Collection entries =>
====

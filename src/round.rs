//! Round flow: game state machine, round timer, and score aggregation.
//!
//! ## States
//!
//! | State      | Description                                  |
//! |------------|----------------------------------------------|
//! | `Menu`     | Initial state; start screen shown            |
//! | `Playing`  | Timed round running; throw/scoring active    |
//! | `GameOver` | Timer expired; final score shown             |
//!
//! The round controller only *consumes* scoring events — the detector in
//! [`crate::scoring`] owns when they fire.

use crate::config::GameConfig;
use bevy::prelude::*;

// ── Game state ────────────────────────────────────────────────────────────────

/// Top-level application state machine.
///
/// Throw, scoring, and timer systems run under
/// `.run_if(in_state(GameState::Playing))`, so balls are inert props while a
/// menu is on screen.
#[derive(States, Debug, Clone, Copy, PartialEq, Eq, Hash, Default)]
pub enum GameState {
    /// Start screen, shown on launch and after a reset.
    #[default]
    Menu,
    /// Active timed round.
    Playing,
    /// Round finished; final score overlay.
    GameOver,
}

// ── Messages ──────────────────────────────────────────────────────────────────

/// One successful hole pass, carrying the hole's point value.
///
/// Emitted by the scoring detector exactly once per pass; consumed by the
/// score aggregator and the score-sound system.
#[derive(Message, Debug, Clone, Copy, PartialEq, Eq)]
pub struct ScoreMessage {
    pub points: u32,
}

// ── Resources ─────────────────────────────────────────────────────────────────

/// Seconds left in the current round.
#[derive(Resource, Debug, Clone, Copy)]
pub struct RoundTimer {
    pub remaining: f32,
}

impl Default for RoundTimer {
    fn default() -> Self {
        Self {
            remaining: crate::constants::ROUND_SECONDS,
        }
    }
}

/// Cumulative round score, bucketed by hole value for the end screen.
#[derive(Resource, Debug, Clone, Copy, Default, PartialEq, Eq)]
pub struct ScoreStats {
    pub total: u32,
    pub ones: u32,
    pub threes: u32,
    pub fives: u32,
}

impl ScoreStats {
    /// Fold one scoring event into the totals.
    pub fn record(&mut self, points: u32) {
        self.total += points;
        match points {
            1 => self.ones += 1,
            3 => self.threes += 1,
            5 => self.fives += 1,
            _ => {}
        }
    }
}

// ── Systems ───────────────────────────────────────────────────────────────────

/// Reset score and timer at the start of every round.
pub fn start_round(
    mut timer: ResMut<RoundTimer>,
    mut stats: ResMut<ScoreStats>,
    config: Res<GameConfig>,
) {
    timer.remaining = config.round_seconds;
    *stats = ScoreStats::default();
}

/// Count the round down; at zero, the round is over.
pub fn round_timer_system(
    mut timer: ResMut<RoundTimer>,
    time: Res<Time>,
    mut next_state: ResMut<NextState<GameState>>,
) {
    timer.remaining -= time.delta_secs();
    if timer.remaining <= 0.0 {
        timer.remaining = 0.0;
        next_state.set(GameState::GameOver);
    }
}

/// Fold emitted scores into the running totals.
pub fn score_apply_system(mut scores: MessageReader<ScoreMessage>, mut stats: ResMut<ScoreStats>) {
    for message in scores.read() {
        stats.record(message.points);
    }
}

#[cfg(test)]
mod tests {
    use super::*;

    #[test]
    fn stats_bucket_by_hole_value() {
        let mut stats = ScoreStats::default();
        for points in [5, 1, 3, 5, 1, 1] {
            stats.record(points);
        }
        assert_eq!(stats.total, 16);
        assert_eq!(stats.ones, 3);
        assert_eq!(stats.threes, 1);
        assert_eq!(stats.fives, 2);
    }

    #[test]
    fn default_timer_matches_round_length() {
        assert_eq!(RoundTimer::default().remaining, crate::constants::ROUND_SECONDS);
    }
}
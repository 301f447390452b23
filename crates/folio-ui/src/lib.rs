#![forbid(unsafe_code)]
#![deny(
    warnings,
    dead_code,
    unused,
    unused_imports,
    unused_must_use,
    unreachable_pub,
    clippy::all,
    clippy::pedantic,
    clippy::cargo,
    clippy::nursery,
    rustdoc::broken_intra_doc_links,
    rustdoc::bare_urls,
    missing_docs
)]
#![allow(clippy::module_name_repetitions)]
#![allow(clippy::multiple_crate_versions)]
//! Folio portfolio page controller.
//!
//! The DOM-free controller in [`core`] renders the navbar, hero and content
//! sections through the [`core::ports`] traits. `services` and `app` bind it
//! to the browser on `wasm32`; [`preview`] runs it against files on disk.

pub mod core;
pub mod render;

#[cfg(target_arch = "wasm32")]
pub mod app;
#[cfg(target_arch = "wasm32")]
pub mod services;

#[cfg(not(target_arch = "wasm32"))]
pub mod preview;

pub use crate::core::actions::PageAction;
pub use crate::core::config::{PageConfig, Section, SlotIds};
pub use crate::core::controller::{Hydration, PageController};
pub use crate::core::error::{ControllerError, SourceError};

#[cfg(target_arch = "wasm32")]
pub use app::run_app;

====

Description of the task =>
Each line with the word "Clone" in the records above belongs in the result; copy all of them.

Reply =>
#[derive(States, Debug, Clone, Copy, PartialEq, Eq, Hash, Default)]
#[derive(Message, Debug, Clone, Copy, PartialEq, Eq)]
#[derive(Resource, Debug, Clone, Copy)]
#[derive(Resource, Debug, Clone, Copy, Default, PartialEq, Eq)]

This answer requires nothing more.